PROVIDED DATA START
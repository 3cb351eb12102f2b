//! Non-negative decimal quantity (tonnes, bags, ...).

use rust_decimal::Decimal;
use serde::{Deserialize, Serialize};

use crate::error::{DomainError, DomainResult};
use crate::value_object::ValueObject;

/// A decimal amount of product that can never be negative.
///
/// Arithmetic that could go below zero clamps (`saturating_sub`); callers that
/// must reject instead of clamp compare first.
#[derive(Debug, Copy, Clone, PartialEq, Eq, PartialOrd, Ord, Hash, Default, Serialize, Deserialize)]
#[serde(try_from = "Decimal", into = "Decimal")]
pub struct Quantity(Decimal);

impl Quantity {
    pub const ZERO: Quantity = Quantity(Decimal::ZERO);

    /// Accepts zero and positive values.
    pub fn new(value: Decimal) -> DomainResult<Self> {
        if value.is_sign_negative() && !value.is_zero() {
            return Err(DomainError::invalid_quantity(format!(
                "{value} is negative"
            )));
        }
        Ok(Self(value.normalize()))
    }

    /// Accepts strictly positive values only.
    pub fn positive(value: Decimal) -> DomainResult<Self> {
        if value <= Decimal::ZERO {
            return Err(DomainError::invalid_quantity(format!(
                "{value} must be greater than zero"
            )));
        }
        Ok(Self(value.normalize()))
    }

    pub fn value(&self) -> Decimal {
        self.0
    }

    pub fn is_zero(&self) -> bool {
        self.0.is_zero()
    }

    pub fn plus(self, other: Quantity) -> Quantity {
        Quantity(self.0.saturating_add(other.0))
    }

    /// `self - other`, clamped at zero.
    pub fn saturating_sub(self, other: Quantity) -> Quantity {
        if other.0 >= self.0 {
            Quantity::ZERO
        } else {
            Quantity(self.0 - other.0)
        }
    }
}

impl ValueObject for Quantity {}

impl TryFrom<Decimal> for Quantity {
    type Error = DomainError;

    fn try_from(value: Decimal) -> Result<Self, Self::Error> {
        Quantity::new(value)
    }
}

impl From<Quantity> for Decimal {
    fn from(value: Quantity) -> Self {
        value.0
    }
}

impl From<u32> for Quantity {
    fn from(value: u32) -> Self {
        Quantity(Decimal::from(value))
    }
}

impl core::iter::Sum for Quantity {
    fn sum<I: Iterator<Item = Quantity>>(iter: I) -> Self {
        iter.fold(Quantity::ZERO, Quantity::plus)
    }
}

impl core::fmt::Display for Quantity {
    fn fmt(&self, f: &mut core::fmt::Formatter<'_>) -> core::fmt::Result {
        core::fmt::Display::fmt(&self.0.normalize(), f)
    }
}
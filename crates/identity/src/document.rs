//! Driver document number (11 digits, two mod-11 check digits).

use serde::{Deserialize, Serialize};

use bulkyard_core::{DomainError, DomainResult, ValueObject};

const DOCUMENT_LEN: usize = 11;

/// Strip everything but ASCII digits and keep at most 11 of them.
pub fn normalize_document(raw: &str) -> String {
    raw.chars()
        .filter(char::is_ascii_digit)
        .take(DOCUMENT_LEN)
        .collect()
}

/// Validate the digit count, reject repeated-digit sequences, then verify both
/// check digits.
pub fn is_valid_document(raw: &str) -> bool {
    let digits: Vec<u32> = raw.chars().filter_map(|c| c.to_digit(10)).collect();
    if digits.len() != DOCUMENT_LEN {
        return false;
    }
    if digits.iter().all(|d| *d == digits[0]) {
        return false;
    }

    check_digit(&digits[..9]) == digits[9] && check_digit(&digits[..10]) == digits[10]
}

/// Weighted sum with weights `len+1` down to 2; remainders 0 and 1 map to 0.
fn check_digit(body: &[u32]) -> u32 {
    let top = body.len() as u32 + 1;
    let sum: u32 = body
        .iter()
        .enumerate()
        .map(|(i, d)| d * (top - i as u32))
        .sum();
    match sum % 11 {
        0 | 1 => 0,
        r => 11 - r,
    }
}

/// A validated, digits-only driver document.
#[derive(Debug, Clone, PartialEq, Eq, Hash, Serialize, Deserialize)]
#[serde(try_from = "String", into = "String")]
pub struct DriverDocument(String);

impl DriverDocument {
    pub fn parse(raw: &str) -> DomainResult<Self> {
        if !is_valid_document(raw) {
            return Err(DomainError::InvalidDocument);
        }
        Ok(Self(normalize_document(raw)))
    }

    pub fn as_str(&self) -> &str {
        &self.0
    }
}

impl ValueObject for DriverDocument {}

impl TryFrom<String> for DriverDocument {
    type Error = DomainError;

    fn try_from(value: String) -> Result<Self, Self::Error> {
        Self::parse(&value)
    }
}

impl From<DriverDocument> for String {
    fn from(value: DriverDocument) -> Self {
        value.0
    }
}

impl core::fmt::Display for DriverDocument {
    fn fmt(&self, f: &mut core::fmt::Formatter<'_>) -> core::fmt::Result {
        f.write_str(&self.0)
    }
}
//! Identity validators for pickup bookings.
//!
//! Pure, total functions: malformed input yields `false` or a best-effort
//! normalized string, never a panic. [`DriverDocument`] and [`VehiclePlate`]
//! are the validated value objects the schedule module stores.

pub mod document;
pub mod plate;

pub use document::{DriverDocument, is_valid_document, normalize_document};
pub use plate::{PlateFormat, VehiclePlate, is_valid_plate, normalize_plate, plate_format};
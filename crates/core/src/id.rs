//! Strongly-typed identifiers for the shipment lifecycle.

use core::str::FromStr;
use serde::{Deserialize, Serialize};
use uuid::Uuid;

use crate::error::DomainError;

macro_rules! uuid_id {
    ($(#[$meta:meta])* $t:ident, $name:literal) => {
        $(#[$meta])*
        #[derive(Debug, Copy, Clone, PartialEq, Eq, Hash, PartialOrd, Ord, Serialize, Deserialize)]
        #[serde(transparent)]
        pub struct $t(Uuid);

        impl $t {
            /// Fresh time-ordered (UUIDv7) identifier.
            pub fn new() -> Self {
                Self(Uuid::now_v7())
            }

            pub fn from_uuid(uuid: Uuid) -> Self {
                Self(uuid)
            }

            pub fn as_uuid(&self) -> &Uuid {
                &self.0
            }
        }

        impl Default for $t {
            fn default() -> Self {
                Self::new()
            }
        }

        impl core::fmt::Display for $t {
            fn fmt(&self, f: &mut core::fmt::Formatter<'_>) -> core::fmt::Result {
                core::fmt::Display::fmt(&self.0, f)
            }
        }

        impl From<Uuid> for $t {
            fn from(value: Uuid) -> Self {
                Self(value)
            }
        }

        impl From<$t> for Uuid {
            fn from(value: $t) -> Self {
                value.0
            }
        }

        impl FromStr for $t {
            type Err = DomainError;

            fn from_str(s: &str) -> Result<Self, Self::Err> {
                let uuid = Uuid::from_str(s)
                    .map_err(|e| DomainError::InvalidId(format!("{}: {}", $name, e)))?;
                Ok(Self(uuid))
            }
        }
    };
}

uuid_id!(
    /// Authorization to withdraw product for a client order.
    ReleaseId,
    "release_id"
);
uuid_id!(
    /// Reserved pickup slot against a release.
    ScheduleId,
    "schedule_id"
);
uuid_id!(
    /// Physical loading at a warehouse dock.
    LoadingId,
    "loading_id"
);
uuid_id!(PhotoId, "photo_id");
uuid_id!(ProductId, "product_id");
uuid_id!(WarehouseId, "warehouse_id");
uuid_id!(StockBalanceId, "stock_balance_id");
PROVIDED DATA END
The full data must appear again, retyped in every detail.

**RESPONSE BOX**
repository 3cb351eb12102f2b
//! Non-negative decimal quantity (tonnes, bags, ...).

use rust_decimal::Decimal;
use serde::{Deserialize, Serialize};

use crate::error::{DomainError, DomainResult};
use crate::value_object::ValueObject;

/// A decimal amount of product that can never be negative.
///
/// Arithmetic that could go below zero clamps (`saturating_sub`); callers that
/// must reject instead of clamp compare first.
#[derive(Debug, Copy, Clone, PartialEq, Eq, PartialOrd, Ord, Hash, Default, Serialize, Deserialize)]
#[serde(try_from = "Decimal", into = "Decimal")]
pub struct Quantity(Decimal);

impl Quantity {
    pub const ZERO: Quantity = Quantity(Decimal::ZERO);

    /// Accepts zero and positive values.
    pub fn new(value: Decimal) -> DomainResult<Self> {
        if value.is_sign_negative() && !value.is_zero() {
            return Err(DomainError::invalid_quantity(format!(
                "{value} is negative"
            )));
        }
        Ok(Self(value.normalize()))
    }

    /// Accepts strictly positive values only.
    pub fn positive(value: Decimal) -> DomainResult<Self> {
        if value <= Decimal::ZERO {
            return Err(DomainError::invalid_quantity(format!(
                "{value} must be greater than zero"
            )));
        }
        Ok(Self(value.normalize()))
    }

    pub fn value(&self) -> Decimal {
        self.0
    }

    pub fn is_zero(&self) -> bool {
        self.0.is_zero()
    }

    pub fn plus(self, other: Quantity) -> Quantity {
        Quantity(self.0.saturating_add(other.0))
    }

    /// `self - other`, clamped at zero.
    pub fn saturating_sub(self, other: Quantity) -> Quantity {
        if other.0 >= self.0 {
            Quantity::ZERO
        } else {
            Quantity(self.0 - other.0)
        }
    }
}

impl ValueObject for Quantity {}

impl TryFrom<Decimal> for Quantity {
    type Error = DomainError;

    fn try_from(value: Decimal) -> Result<Self, Self::Error> {
        Quantity::new(value)
    }
}

impl From<Quantity> for Decimal {
    fn from(value: Quantity) -> Self {
        value.0
    }
}

impl From<u32> for Quantity {
    fn from(value: u32) -> Self {
        Quantity(Decimal::from(value))
    }
}

impl core::iter::Sum for Quantity {
    fn sum<I: Iterator<Item = Quantity>>(iter: I) -> Self {
        iter.fold(Quantity::ZERO, Quantity::plus)
    }
}

impl core::fmt::Display for Quantity {
    fn fmt(&self, f: &mut core::fmt::Formatter<'_>) -> core::fmt::Result {
        core::fmt::Display::fmt(&self.0.normalize(), f)
    }
}
filename crates/identity/src/document.rs
//! Driver document number (11 digits, two mod-11 check digits).

use serde::{Deserialize, Serialize};

use bulkyard_core::{DomainError, DomainResult, ValueObject};

const DOCUMENT_LEN: usize = 11;

/// Strip everything but ASCII digits and keep at most 11 of them.
pub fn normalize_document(raw: &str) -> String {
    raw.chars()
        .filter(char::is_ascii_digit)
        .take(DOCUMENT_LEN)
        .collect()
}

/// Validate the digit count, reject repeated-digit sequences, then verify both
/// check digits.
pub fn is_valid_document(raw: &str) -> bool {
    let digits: Vec<u32> = raw.chars().filter_map(|c| c.to_digit(10)).collect();
    if digits.len() != DOCUMENT_LEN {
        return false;
    }
    if digits.iter().all(|d| *d == digits[0]) {
        return false;
    }

    check_digit(&digits[..9]) == digits[9] && check_digit(&digits[..10]) == digits[10]
}

/// Weighted sum with weights `len+1` down to 2; remainders 0 and 1 map to 0.
fn check_digit(body: &[u32]) -> u32 {
    let top = body.len() as u32 + 1;
    let sum: u32 = body
        .iter()
        .enumerate()
        .map(|(i, d)| d * (top - i as u32))
        .sum();
    match sum % 11 {
        0 | 1 => 0,
        r => 11 - r,
    }
}

/// A validated, digits-only driver document.
#[derive(Debug, Clone, PartialEq, Eq, Hash, Serialize, Deserialize)]
#[serde(try_from = "String", into = "String")]
pub struct DriverDocument(String);

impl DriverDocument {
    pub fn parse(raw: &str) -> DomainResult<Self> {
        if !is_valid_document(raw) {
            return Err(DomainError::InvalidDocument);
        }
        Ok(Self(normalize_document(raw)))
    }

    pub fn as_str(&self) -> &str {
        &self.0
    }
}

impl ValueObject for DriverDocument {}

impl TryFrom<String> for DriverDocument {
    type Error = DomainError;

    fn try_from(value: String) -> Result<Self, Self::Error> {
        Self::parse(&value)
    }
}

impl From<DriverDocument> for String {
    fn from(value: DriverDocument) -> Self {
        value.0
    }
}

impl core::fmt::Display for DriverDocument {
    fn fmt(&self, f: &mut core::fmt::Formatter<'_>) -> core::fmt::Result {
        f.write_str(&self.0)
    }
}
//! Identity validators for pickup bookings.
//!
//! Pure, total functions: malformed input yields `false` or a best-effort
//! normalized string, never a panic. [`DriverDocument`] and [`VehiclePlate`]
//! are the validated value objects the schedule module stores.

pub mod document;
pub mod plate;

pub use document::{DriverDocument, is_valid_document, normalize_document};
pub use plate::{PlateFormat, VehiclePlate, is_valid_plate, normalize_plate, plate_format};
filename crates/core/src/id.rs
//! Strongly-typed identifiers for the shipment lifecycle.

use core::str::FromStr;
use serde::{Deserialize, Serialize};
use uuid::Uuid;

use crate::error::DomainError;

macro_rules! uuid_id {
    ($(#[$meta:meta])* $t:ident, $name:literal) => {
        $(#[$meta])*
        #[derive(Debug, Copy, Clone, PartialEq, Eq, Hash, PartialOrd, Ord, Serialize, Deserialize)]
        #[serde(transparent)]
        pub struct $t(Uuid);

        impl $t {
            /// Fresh time-ordered (UUIDv7) identifier.
            pub fn new() -> Self {
                Self(Uuid::now_v7())
            }

            pub fn from_uuid(uuid: Uuid) -> Self {
                Self(uuid)
            }

            pub fn as_uuid(&self) -> &Uuid {
                &self.0
            }
        }

        impl Default for $t {
            fn default() -> Self {
                Self::new()
            }
        }

        impl core::fmt::Display for $t {
            fn fmt(&self, f: &mut core::fmt::Formatter<'_>) -> core::fmt::Result {
                core::fmt::Display::fmt(&self.0, f)
            }
        }

        impl From<Uuid> for $t {
            fn from(value: Uuid) -> Self {
                Self(value)
            }
        }

        impl From<$t> for Uuid {
            fn from(value: $t) -> Self {
                value.0
            }
        }

        impl FromStr for $t {
            type Err = DomainError;

            fn from_str(s: &str) -> Result<Self, Self::Err> {
                let uuid = Uuid::from_str(s)
                    .map_err(|e| DomainError::InvalidId(format!("{}: {}", $name, e)))?;
                Ok(Self(uuid))
            }
        }
    };
}

uuid_id!(
    /// Authorization to withdraw product for a client order.
    ReleaseId,
    "release_id"
);
uuid_id!(
    /// Reserved pickup slot against a release.
    ScheduleId,
    "schedule_id"
);
uuid_id!(
    /// Physical loading at a warehouse dock.
    LoadingId,
    "loading_id"
);
uuid_id!(PhotoId, "photo_id");
uuid_id!(ProductId, "product_id");
uuid_id!(WarehouseId, "warehouse_id");
uuid_id!(StockBalanceId, "stock_balance_id");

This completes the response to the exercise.